EDUFBA: O que seria o “racismo à brasileira”?

Lia: Nós podemos dizer que temos, no Brasil, uma estrutura social na qual a raça é um marcador social da desigualdade. Neste sentido, o racismo é estrutural. Sendo estrutural, ele está em todos os lugares do tecido social, inclusive na intimidade das relações.

 

EDUFBA: Qual o tipo de conflito no qual a família inter-racial está envolvida?

Lia: Todo sofrimento é psíquico, é relacional e é social, sendo estas dimensões inseparáveis da experiência humana. O racismo é um fenômeno que demanda para ser conhecido tanto a investigação de seus determinantes objetivos, no campo da História e das Ciências Sociais, quanto a compreensão de seus impactos psíquicos nos indivíduos, nas famílias e nos grupos. Por isto, este livro pensa o racismo a partir das experiências dos sujeitos envolvidos e suas famílias, sendo a família inter-racial um fenômeno singular no qual é possível ver como as potencialidades de violência racial, mas também de seu reconhecimento e enfrentamento podem ter origem no interior da própria intimidade familiar.

 

EDUFBA: Como foi o processo de composição do livro?

Lia: O livro é resultado dos depoimentos de membros de cinco famílias inter-raciais e, aqui, eu optei por escrever em cada capítulo algum elemento das dimensões intrapsíquica e interpsíquica das experiências ligadas à cor, à raça e ao racismo. Em cada um dos capítulos que seguem, podemos ver como estes elementos são dinamizados de modos singulares em cada uma das famílias, a partir das histórias de origem do pai e da mãe, das relações de amor e ódio que se estabelecem entre pais e filhos, desde a infância até as identificações que se fazem na intimidade dos vínculos.  Nesta narrativa, eu tento mostrar como o que poderia ser tomado como um elemento objetivo – a cor da pele – ganha diferentes tons no imaginário dos membros da família.
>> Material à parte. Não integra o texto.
//! Search index provider trait definition.
//!
//! This module defines the abstract interface for search index operations,
//! allowing for different backend implementations (OpenSearch, Elasticsearch, etc.).

use async_trait::async_trait;
use item_search_shared::{ItemDocument, ResultPage, SearchRequest};

use crate::errors::SearchIndexError;
use crate::types::BatchOperationSummary;

/// Abstracts the underlying search index implementation (OpenSearch, Elasticsearch, etc.).
///
/// This trait defines the interface for all search index backend implementations. Implementations
/// are passed to `ItemRepository` explicitly at construction, which also makes it easy to test
/// the repository against mock implementations.
///
/// Every call is a single stateless request/response; no session or transaction spans calls.
/// All methods return `Result<T, SearchIndexError>` for consistent error handling across
/// different backend implementations.
///
/// # Index Initialization
///
/// Implementations should call `ensure_index_exists` during application startup to ensure
/// the search index and any aliases are properly configured before performing document operations.
#[async_trait]
pub trait SearchIndexProvider: Send + Sync {
    /// Ensure the search index and any required aliases exist, creating them if necessary.
    ///
    /// # Returns
    ///
    /// * `Ok(())` - If the index is ready for use
    /// * `Err(SearchIndexError)` - If initialization fails
    async fn ensure_index_exists(&self) -> Result<(), SearchIndexError>;

    /// Index a single document, replacing any document with the same id (upsert).
    ///
    /// # Returns
    ///
    /// * `Ok(())` - If the document was stored
    /// * `Err(SearchIndexError::SearchUnavailable)` - If the engine could not be reached
    /// * `Err(SearchIndexError)` - If the engine rejected the document
    async fn index_document(&self, document: &ItemDocument) -> Result<(), SearchIndexError>;

    /// Index multiple documents and return a summary of successful and failed operations.
    ///
    /// A failing document never aborts the remainder of the batch; each one gets its own
    /// result in the summary. Atomicity is whatever the engine provides.
    ///
    /// # Returns
    ///
    /// * `Ok(BatchOperationSummary)` - Contains aggregate statistics and individual results
    /// * `Err(SearchIndexError)` - If the bulk request as a whole could not be executed
    async fn bulk_index_documents(
        &self,
        documents: &[ItemDocument],
    ) -> Result<BatchOperationSummary, SearchIndexError>;

    /// Execute a search request and return one page of results.
    ///
    /// # Returns
    ///
    /// * `Ok(ResultPage)` - The requested page plus aggregation results
    /// * `Err(SearchIndexError::SearchUnavailable)` - On transport failure
    /// * `Err(SearchIndexError::QuerySyntax)` - If the engine rejected the translated query
    async fn search(&self, request: &SearchRequest) -> Result<ResultPage, SearchIndexError>;

    /// Fetch a document by id.
    ///
    /// # Returns
    ///
    /// * `Ok(Some(ItemDocument))` - If the document exists
    /// * `Ok(None)` - If it does not
    async fn get_document(&self, id: u64) -> Result<Option<ItemDocument>, SearchIndexError>;

    /// Delete a document from the search index.
    ///
    /// If the document doesn't exist, the operation is considered successful.
    async fn delete_document(&self, id: u64) -> Result<(), SearchIndexError>;
}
O que vemos com os casos apresentados neste livro é que as dinâmicas psíquicas de afetos e identificações que constituem o mundo interno de cada um de nós, bem como os vínculos que estabelecemos em família, não podem ser desconsiderados quando se busca compreender, em cada caso singular, o modo como a cor da pele, a própria e a do outro, é sentida e significada.